**Extracted material**

%%

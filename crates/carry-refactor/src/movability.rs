//! Movable method group computation.
//!
//! The candidate group is the closure of the root under the intra-type call graph. A candidate
//! is movable when every caller of it is a movable member of the group; callers in other types,
//! in field initializers or outside the group pin it to its declaring type. The root is always
//! movable.

use std::collections::{BTreeMap, BTreeSet};
use std::fmt;

use carry_java::{MethodId, SymbolModel, TypeName};
use serde::Serialize;

use crate::call_graph::CallGraph;

/// Why a candidate has to stay in its declaring type.
#[derive(Clone, Debug, PartialEq, Eq, Serialize)]
#[serde(tag = "kind", rename_all = "kebab-case")]
pub enum StayReason {
    /// Called from another type.
    ExternalCaller { ty: TypeName },
    /// Called by a method of the same type that is not part of the group.
    CallerOutsideGroup { caller: MethodId },
    /// Called from a field initializer or an initializer block.
    Initializer,
    /// Called by a group member that stays.
    CallerStays { caller: MethodId },
    /// Abstract or otherwise bodiless.
    NoBody,
}

impl fmt::Display for StayReason {
    fn fmt(&self, f: &mut fmt::Formatter<'_>) -> fmt::Result {
        match self {
            StayReason::ExternalCaller { ty } => write!(f, "called from {ty}"),
            StayReason::CallerOutsideGroup { caller } => {
                write!(f, "called by {caller}, which is not moved")
            }
            StayReason::Initializer => f.write_str("called from an initializer"),
            StayReason::CallerStays { caller } => write!(f, "called by {caller}, which stays"),
            StayReason::NoBody => f.write_str("has no body"),
        }
    }
}

/// Result of the movability analysis: every method reachable from the root, mapped to whether
/// it can move.
#[derive(Clone, Debug, PartialEq, Eq)]
pub struct MovabilityMap {
    root: MethodId,
    entries: BTreeMap<MethodId, bool>,
    reasons: BTreeMap<MethodId, StayReason>,
    /// Discovery order of the closure, root first.
    order: Vec<MethodId>,
}

impl MovabilityMap {
    pub fn root(&self) -> &MethodId {
        &self.root
    }

    pub fn get(&self, method: &MethodId) -> Option<bool> {
        self.entries.get(method).copied()
    }

    pub fn contains(&self, method: &MethodId) -> bool {
        self.entries.contains_key(method)
    }

    pub fn len(&self) -> usize {
        self.entries.len()
    }

    pub fn is_empty(&self) -> bool {
        self.entries.is_empty()
    }

    /// Entries in discovery order.
    pub fn iter(&self) -> impl Iterator<Item = (&MethodId, bool)> + '_ {
        self.order.iter().map(|m| (m, self.entries[m]))
    }

    pub fn reason(&self, method: &MethodId) -> Option<&StayReason> {
        self.reasons.get(method)
    }

    pub fn move_set(&self) -> BTreeSet<MethodId> {
        self.select(true)
    }

    pub fn stay_set(&self) -> BTreeSet<MethodId> {
        self.select(false)
    }

    fn select(&self, movable: bool) -> BTreeSet<MethodId> {
        self.entries
            .iter()
            .filter(|(_, m)| **m == movable)
            .map(|(id, _)| id.clone())
            .collect()
    }
}

/// Computes the movable group of `root` against the call graph of its declaring type.
pub fn compute_group(model: &dyn SymbolModel, root: &MethodId) -> MovabilityMap {
    let graph = CallGraph::build(model, &root.owner);
    compute_group_with(model, &graph, root)
}

/// Like [`compute_group`], reusing an already built graph of `root`'s declaring type.
pub fn compute_group_with(
    model: &dyn SymbolModel,
    graph: &CallGraph,
    root: &MethodId,
) -> MovabilityMap {
    let order = graph.reachable_from(root);
    let mut analysis = Analysis {
        model,
        group: order.iter().cloned().collect(),
        cache: BTreeMap::from([(root.clone(), true)]),
        reasons: BTreeMap::new(),
    };
    for method in &order {
        analysis.can_move(method);
    }
    analysis.settle(&order, root);

    let map = MovabilityMap {
        root: root.clone(),
        entries: analysis.cache,
        reasons: analysis.reasons,
        order,
    };
    tracing::debug!(
        target: "carry.refactor",
        root = %root,
        group = map.len(),
        movable = map.move_set().len(),
        "computed movable group"
    );
    map
}

struct Analysis<'m> {
    model: &'m dyn SymbolModel,
    group: BTreeSet<MethodId>,
    cache: BTreeMap<MethodId, bool>,
    reasons: BTreeMap<MethodId, StayReason>,
}

impl Analysis<'_> {
    fn can_move(&mut self, method: &MethodId) -> bool {
        if let Some(&known) = self.cache.get(method) {
            return known;
        }
        // Assume movable while the callers are examined so call cycles terminate.
        self.cache.insert(method.clone(), true);
        let verdict = self.check(method);
        let movable = verdict.is_none();
        if let Some(reason) = verdict {
            tracing::trace!(target: "carry.refactor", method = %method, %reason, "method stays");
            self.reasons.insert(method.clone(), reason);
        }
        self.cache.insert(method.clone(), movable);
        movable
    }

    fn check(&mut self, method: &MethodId) -> Option<StayReason> {
        let model = self.model;
        if model
            .method(method)
            .is_some_and(|decl| decl.body_range.is_none())
        {
            return Some(StayReason::NoBody);
        }
        for site in model.find_method_references(method) {
            if site.containing_type != method.owner {
                return Some(StayReason::ExternalCaller {
                    ty: site.containing_type.clone(),
                });
            }
            let Some(caller) = &site.containing_method else {
                return Some(StayReason::Initializer);
            };
            if caller == method {
                continue;
            }
            if !self.group.contains(caller) {
                return Some(StayReason::CallerOutsideGroup {
                    caller: caller.clone(),
                });
            }
            if !self.can_move(caller) {
                return Some(StayReason::CallerStays {
                    caller: caller.clone(),
                });
            }
        }
        None
    }

    /// A method certified while one of its callers was still assumed movable may depend on a
    /// caller that later failed. Falsify until no movable method has a staying group caller.
    fn settle(&mut self, order: &[MethodId], root: &MethodId) {
        let model = self.model;
        loop {
            let mut changed = false;
            for method in order.iter().filter(|m| *m != root) {
                if !self.cache[method] {
                    continue;
                }
                let staying_caller = model
                    .find_method_references(method)
                    .into_iter()
                    .filter_map(|site| site.containing_method.as_ref())
                    .find(|caller| self.cache.get(*caller) == Some(&false));
                if let Some(caller) = staying_caller {
                    self.cache.insert(method.clone(), false);
                    self.reasons.insert(
                        method.clone(),
                        StayReason::CallerStays {
                            caller: caller.clone(),
                        },
                    );
                    changed = true;
                }
            }
            if !changed {
                break;
            }
        }
    }
}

%%

Please report every line of the listing that contains the string "candidate".

**Solution for this task**
//! The candidate group is the closure of the root under the intra-type call graph. A candidate
/// Why a candidate has to stay in its declaring type.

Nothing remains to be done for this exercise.